Among the lines below, copy each one in which "DbService" appears.

[[ DATA SHOWN, beginning ]]

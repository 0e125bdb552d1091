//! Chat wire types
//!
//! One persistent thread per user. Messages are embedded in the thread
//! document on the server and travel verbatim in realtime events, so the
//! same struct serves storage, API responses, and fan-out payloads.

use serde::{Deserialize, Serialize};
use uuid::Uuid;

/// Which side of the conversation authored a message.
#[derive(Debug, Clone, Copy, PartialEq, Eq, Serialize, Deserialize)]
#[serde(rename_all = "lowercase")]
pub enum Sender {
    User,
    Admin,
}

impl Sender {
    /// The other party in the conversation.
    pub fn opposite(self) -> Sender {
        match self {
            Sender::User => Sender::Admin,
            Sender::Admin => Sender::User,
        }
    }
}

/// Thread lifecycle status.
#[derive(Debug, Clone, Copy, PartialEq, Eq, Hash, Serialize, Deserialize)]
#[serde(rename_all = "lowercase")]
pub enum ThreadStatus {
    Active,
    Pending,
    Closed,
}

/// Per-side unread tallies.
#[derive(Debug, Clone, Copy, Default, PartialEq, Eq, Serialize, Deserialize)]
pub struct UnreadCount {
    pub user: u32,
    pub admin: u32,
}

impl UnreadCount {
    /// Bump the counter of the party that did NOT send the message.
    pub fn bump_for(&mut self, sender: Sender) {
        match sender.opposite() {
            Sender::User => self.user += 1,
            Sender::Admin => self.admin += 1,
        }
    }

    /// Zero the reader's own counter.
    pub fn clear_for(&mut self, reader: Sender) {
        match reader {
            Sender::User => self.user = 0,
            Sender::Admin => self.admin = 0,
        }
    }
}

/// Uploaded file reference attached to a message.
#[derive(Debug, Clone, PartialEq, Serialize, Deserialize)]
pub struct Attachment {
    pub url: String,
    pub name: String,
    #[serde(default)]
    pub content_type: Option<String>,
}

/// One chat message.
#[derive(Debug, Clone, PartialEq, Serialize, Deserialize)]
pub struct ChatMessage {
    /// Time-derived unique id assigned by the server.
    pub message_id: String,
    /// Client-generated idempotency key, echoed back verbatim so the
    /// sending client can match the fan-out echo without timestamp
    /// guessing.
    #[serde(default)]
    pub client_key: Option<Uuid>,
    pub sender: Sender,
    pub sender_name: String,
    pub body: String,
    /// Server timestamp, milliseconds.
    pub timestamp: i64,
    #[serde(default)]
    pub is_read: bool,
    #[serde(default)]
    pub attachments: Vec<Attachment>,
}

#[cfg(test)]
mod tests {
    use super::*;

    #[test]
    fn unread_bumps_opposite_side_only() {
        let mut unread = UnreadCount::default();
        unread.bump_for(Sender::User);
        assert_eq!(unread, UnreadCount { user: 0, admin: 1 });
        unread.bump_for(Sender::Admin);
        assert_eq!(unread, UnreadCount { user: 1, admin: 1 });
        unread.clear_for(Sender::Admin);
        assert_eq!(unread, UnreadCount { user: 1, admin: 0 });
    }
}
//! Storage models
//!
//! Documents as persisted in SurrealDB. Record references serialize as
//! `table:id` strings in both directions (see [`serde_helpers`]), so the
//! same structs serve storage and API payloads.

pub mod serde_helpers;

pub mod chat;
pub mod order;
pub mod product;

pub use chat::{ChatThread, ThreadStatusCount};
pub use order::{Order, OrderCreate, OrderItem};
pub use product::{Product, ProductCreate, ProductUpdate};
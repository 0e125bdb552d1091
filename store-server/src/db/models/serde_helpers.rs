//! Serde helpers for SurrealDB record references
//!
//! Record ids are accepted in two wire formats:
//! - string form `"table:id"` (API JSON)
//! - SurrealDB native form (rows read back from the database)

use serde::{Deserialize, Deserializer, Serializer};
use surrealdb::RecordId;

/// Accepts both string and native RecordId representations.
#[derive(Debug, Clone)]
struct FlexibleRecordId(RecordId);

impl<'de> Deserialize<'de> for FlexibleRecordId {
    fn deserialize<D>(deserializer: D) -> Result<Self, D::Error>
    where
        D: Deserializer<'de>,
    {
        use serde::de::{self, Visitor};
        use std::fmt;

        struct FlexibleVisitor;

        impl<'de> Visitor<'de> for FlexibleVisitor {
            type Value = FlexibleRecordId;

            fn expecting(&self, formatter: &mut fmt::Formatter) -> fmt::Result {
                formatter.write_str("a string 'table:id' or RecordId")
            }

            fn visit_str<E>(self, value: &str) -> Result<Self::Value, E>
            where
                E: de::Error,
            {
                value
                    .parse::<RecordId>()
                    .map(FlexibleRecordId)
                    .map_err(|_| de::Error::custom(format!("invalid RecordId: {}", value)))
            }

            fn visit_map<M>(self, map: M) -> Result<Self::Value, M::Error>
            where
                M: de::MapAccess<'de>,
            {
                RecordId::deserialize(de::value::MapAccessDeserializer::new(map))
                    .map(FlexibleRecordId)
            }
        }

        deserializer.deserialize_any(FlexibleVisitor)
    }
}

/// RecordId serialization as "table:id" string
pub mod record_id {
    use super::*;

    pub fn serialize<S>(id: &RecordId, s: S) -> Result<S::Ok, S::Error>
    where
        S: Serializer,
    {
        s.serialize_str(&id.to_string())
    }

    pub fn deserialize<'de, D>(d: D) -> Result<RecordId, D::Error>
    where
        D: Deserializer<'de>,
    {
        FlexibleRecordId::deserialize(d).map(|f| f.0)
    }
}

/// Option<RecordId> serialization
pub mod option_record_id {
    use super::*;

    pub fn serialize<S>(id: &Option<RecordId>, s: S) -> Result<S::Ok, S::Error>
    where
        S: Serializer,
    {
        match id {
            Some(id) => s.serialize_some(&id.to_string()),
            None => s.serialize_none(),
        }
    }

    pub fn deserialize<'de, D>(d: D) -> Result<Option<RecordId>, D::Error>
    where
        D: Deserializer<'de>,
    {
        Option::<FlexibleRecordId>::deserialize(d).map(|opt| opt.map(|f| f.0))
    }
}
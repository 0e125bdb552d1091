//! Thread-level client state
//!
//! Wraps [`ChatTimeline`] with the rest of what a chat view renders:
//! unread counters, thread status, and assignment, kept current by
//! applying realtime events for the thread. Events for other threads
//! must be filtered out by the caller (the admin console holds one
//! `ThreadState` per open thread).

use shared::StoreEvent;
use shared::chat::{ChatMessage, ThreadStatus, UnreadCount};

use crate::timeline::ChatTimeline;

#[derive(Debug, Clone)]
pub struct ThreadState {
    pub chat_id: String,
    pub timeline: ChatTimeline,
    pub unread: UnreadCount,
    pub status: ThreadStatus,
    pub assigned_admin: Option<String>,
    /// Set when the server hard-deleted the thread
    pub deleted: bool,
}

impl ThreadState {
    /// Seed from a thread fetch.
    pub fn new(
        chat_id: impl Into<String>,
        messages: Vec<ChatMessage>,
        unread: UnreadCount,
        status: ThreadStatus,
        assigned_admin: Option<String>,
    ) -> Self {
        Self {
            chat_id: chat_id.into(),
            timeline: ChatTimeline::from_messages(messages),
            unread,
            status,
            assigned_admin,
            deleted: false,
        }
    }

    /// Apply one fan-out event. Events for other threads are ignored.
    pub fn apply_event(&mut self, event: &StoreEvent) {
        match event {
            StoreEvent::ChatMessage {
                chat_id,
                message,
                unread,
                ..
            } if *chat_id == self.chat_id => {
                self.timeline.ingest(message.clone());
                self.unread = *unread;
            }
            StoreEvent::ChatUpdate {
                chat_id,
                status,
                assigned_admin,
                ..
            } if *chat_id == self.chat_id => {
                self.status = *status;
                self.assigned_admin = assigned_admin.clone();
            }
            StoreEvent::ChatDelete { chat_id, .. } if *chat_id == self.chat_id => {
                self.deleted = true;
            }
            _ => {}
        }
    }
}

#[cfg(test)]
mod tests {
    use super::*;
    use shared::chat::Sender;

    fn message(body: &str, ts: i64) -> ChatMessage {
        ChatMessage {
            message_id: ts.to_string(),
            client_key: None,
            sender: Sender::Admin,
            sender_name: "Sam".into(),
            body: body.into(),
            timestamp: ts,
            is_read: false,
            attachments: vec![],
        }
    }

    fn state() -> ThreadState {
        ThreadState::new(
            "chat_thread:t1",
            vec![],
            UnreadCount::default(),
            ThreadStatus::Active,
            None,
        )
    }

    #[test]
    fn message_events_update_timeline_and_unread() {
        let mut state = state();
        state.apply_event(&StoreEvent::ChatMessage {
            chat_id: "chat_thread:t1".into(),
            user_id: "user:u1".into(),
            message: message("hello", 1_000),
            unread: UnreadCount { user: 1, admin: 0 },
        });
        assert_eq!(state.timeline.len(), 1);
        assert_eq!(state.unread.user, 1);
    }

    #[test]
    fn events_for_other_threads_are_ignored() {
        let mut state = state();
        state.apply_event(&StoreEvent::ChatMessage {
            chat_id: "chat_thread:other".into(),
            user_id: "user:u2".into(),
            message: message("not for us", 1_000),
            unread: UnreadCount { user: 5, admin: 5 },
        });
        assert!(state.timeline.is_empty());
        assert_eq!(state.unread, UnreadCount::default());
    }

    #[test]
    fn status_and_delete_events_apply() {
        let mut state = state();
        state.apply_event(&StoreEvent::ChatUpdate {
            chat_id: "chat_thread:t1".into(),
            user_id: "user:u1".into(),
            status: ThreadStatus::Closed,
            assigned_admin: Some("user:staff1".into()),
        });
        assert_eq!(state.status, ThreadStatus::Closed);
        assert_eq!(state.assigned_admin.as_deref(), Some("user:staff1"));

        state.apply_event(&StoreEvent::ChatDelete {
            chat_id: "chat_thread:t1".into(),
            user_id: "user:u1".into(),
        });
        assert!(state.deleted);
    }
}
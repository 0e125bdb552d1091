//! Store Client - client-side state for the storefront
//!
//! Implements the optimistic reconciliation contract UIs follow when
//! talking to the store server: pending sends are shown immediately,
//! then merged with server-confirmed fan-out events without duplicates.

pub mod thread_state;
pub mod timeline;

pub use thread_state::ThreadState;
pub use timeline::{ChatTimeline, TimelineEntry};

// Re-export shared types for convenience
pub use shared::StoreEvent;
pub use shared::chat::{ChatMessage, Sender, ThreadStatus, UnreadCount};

[[ DATA SHOWN, end ]]
[[ DATA SHOWN, beginning ]]

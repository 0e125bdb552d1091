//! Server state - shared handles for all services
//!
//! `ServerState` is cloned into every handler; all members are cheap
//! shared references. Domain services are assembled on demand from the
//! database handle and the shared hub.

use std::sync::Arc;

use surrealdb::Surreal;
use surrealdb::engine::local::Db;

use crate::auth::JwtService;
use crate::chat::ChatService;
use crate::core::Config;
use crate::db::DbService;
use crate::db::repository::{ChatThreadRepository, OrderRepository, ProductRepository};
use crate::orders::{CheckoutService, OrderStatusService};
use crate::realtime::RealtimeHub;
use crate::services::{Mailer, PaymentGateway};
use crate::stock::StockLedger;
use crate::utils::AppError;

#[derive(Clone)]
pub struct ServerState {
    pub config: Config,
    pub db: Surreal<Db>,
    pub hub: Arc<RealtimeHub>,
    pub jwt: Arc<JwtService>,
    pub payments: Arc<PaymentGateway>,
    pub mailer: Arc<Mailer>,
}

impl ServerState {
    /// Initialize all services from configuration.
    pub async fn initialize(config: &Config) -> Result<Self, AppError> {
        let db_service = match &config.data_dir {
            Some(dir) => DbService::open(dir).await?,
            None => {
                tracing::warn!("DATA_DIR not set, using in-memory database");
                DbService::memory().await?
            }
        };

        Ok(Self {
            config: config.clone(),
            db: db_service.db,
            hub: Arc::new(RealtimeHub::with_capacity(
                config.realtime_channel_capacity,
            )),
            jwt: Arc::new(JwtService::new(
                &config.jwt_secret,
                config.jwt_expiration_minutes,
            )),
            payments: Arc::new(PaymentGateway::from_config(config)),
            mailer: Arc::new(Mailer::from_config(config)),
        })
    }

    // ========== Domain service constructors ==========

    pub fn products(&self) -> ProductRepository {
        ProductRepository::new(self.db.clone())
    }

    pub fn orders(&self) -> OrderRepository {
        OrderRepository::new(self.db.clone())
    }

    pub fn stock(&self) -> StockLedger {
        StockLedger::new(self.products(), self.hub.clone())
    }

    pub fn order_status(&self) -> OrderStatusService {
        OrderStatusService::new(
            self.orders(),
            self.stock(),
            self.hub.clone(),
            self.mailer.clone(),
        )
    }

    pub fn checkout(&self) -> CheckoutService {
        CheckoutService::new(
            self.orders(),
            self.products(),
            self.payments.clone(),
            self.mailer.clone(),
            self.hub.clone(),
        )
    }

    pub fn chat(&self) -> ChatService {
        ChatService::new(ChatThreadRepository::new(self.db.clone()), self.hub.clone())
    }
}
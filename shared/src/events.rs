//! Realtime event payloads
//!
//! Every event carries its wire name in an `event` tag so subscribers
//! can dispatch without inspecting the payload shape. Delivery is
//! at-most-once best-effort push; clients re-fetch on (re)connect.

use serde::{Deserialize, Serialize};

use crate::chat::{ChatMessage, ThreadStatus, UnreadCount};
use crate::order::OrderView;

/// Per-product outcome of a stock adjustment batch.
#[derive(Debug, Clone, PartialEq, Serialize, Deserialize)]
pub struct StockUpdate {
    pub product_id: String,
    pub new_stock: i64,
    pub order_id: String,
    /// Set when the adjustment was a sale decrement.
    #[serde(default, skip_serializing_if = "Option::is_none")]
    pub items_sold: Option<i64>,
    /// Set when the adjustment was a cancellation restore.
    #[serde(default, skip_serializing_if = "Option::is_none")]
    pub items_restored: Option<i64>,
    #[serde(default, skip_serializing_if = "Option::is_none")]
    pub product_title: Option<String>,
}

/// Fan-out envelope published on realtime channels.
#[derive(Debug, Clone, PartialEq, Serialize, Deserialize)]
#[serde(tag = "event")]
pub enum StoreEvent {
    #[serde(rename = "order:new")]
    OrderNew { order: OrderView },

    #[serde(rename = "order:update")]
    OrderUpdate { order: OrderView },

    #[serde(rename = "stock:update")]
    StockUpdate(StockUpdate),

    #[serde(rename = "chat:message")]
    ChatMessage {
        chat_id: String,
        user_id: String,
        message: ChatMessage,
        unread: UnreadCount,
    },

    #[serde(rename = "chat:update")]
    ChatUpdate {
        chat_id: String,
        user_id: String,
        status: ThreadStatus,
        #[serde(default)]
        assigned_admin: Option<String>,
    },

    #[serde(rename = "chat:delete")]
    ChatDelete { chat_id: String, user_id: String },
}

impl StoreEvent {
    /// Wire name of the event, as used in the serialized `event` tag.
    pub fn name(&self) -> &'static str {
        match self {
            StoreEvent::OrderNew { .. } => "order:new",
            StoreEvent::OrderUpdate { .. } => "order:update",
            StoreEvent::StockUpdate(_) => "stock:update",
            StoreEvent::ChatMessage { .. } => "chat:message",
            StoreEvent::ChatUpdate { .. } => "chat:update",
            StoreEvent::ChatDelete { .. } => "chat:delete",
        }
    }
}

[[ DATA SHOWN, end ]]

__SOLUTION FOR THIS PROBLEM__.
use crate::db::DbService;
            Some(dir) => DbService::open(dir).await?,
                DbService::memory().await?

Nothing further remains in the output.